[[ Provided information open ]]
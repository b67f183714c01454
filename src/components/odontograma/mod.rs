//! Interactive odontogram editor over the configurable estado palette.

use std::collections::HashMap;

use leptos::*;
use leptos_router::{use_navigate, use_params_map, A};

use crate::client::{self, ApiError, Diente, EstadoDiente, Odontograma};
use crate::components::common::Cargando;
use crate::utils::fechas::formatear_fecha;
use crate::utils::odontograma::{numeros_desde_cantidad, organizar_en_cuadrantes};

const LADO: u32 = 36;

fn color_de_estado(estados: &[EstadoDiente], clave: &str) -> String {
    estados
        .iter()
        .find(|e| e.clave == clave)
        .map(|e| e.color.clone())
        .unwrap_or_else(|| "#ffffff".to_string())
}

fn simbolo_de_estado(estados: &[EstadoDiente], clave: &str) -> Option<String> {
    estados
        .iter()
        .find(|e| e.clave == clave)
        .and_then(|e| e.simbolo.clone())
        .filter(|s| s != "NINGUNO")
}

#[component]
pub fn OdontogramaPage() -> impl IntoView {
    let params = use_params_map();
    let navigate = use_navigate();
    let odontograma_id = move || params.with(|p| p.get("id").cloned().unwrap_or_default());

    let (odontograma, set_odontograma) = create_signal(Option::<Odontograma>::None);
    let (estados, set_estados) = create_signal(Vec::<EstadoDiente>::new());
    let (cargando, set_cargando) = create_signal(true);
    let (error, set_error) = create_signal(Option::<String>::None);
    let (refresco, set_refresco) = create_signal(0u32);
    let (seleccion, set_seleccion) = create_signal(Option::<u8>::None);

    create_effect(move |_| {
        spawn_local(async move {
            if let Ok(lista) = client::estados_diente_list().await {
                set_estados.set(lista);
            }
        });
    });

    create_effect(move |_| {
        let _ = refresco.get();
        let id = odontograma_id();
        if id.is_empty() {
            return;
        }
        spawn_local(async move {
            set_cargando.set(true);
            match client::odontograma_get(&id).await {
                Ok(od) => {
                    if od.dientes.is_empty() {
                        // freshly created chart, materialize its teeth first
                        if client::odontograma_init_dientes(&id).await.is_ok() {
                            if let Ok(con_dientes) = client::odontograma_get(&id).await {
                                set_odontograma.set(Some(con_dientes));
                            }
                        } else {
                            set_odontograma.set(Some(od));
                        }
                    } else {
                        set_odontograma.set(Some(od));
                    }
                }
                Err(e) => set_error.set(Some(e.to_string())),
            }
            set_cargando.set(false);
        });
    });

    let marcar_diente = move |numero: u8| {
        let od = match odontograma.get_untracked() {
            Some(od) => od,
            None => return,
        };
        let ya_existe = od.dientes.iter().any(|d| d.numero_diente == numero);
        if ya_existe {
            set_seleccion.set(Some(numero));
            return;
        }
        let id = od.id.clone();
        spawn_local(async move {
            match client::diente_create(&id, numero, "SANO").await {
                Ok(_) => {
                    set_refresco.update(|n| *n += 1);
                    set_seleccion.set(Some(numero));
                }
                // another tab may have created it already, reload and retry via modal
                Err(ApiError::Servidor(_)) => set_refresco.update(|n| *n += 1),
                Err(e) => set_error.set(Some(e.to_string())),
            }
        });
    };

    let cambiar_cantidad = move |cantidad: usize| {
        let id = odontograma_id();
        let numeros = numeros_desde_cantidad(cantidad);
        spawn_local(async move {
            match client::odontograma_update(&id, &serde_json::json!({ "numerosDientes": numeros })).await {
                Ok(_) => set_refresco.update(|n| *n += 1),
                Err(e) => set_error.set(Some(e.to_string())),
            }
        });
    };

    let guardar_observaciones = move |texto: String| {
        let id = odontograma_id();
        spawn_local(async move {
            if let Err(e) =
                client::odontograma_update(&id, &serde_json::json!({ "observaciones": texto })).await
            {
                set_error.set(Some(e.to_string()));
            }
        });
    };

    let borrar = {
        let navigate = navigate.clone();
        move |_| {
            let confirmado = window()
                .confirm_with_message("¿Eliminar este odontograma y todos sus dientes?")
                .unwrap_or(false);
            if !confirmado {
                return;
            }
            let id = odontograma_id();
            let paciente = odontograma
                .get_untracked()
                .and_then(|od| od.paciente.map(|p| p.id));
            let navigate = navigate.clone();
            spawn_local(async move {
                match client::odontograma_delete(&id).await {
                    Ok(()) => {
                        let destino = paciente
                            .map(|p| format!("/pacientes/{p}"))
                            .unwrap_or_else(|| "/pacientes".to_string());
                        navigate(&destino, Default::default());
                    }
                    Err(e) => set_error.set(Some(e.to_string())),
                }
            });
        }
    };

    view! {
        <div class="space-y-6">
            {move || error.get().map(|e| view! {
                <div class="p-3 bg-red-50 border border-red-200 rounded-lg text-red-600 text-sm">{e}</div>
            })}
            {move || if cargando.get() && odontograma.with(|o| o.is_none()) {
                view! { <Cargando /> }.into_view()
            } else {
                odontograma.get().map(|od| {
                    let titulo = od.titulo.clone().unwrap_or_else(|| "Odontograma".to_string());
                    let fecha = od.fecha.as_deref().map(formatear_fecha).unwrap_or_default();
                    let paciente = od.paciente.clone();
                    let cantidad_actual = od
                        .numeros_dientes
                        .as_ref()
                        .map(|n| n.len())
                        .unwrap_or(32);
                    let observaciones = od.observaciones.clone().unwrap_or_default();
                    let borrar = borrar.clone();
                    view! {
                        <div class="flex items-start justify-between gap-4 flex-wrap">
                            <div>
                                <h1 class="text-xl font-bold text-slate-800">{titulo}</h1>
                                <p class="text-sm text-slate-400 mt-0.5">
                                    {fecha}
                                    {paciente.as_ref().map(|p| format!(" · {}", p.nombre_completo())).unwrap_or_default()}
                                </p>
                                {paciente.as_ref().map(|p| view! {
                                    <A href=format!("/pacientes/{}", p.id) class="text-sm text-[#5fb3b0] hover:underline">
                                        "← Volver a la ficha"
                                    </A>
                                })}
                            </div>
                            <div class="flex items-center gap-2">
                                <span class="text-xs text-slate-400">"Dientes:"</span>
                                {[8usize, 16, 32, 52].map(|n| view! {
                                    <button
                                        class=format!(
                                            "text-xs px-2 py-1 rounded border {}",
                                            if cantidad_actual == n {
                                                "border-[#5fb3b0] bg-[#5fb3b0]/10 text-[#5fb3b0] font-medium"
                                            } else {
                                                "border-slate-200 text-slate-500 hover:border-slate-300"
                                            }
                                        )
                                        on:click=move |_| cambiar_cantidad(n)
                                    >
                                        {n}
                                    </button>
                                }).collect_view()}
                                <button
                                    class="text-xs px-3 py-1.5 rounded-lg border border-red-200 text-red-500 hover:bg-red-50 ml-2"
                                    on:click=borrar
                                >
                                    "Eliminar"
                                </button>
                            </div>
                        </div>

                        <GrillaDientes
                            odontograma=od.clone()
                            estados=estados
                            on_diente=marcar_diente
                        />

                        <div class="grid lg:grid-cols-2 gap-6">
                            <CardObservaciones
                                inicial=observaciones
                                on_guardar=guardar_observaciones
                            />
                            <Referencias estados=estados />
                        </div>
                    }.into_view()
                }).unwrap_or_else(|| view! { <Cargando /> }.into_view())
            }}

            {move || seleccion.get().and_then(|numero| {
                let od = odontograma.get()?;
                let diente = od.dientes.iter().find(|d| d.numero_diente == numero)?.clone();
                Some(view! {
                    <ModalDiente
                        diente=diente
                        estados=estados.get()
                        on_cerrar=move |_| set_seleccion.set(None)
                        on_cambio=move |_| set_refresco.update(|n| *n += 1)
                    />
                })
            })}
        </div>
    }
}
[[ Provided information closed ]]
- **Task statement**
Which lines of the data contain the string "font"? Copy each one.

- **Result below**
                                <h1 class="text-xl font-bold text-slate-800">{titulo}</h1>
                                                "border-[#5fb3b0] bg-[#5fb3b0]/10 text-[#5fb3b0] font-medium"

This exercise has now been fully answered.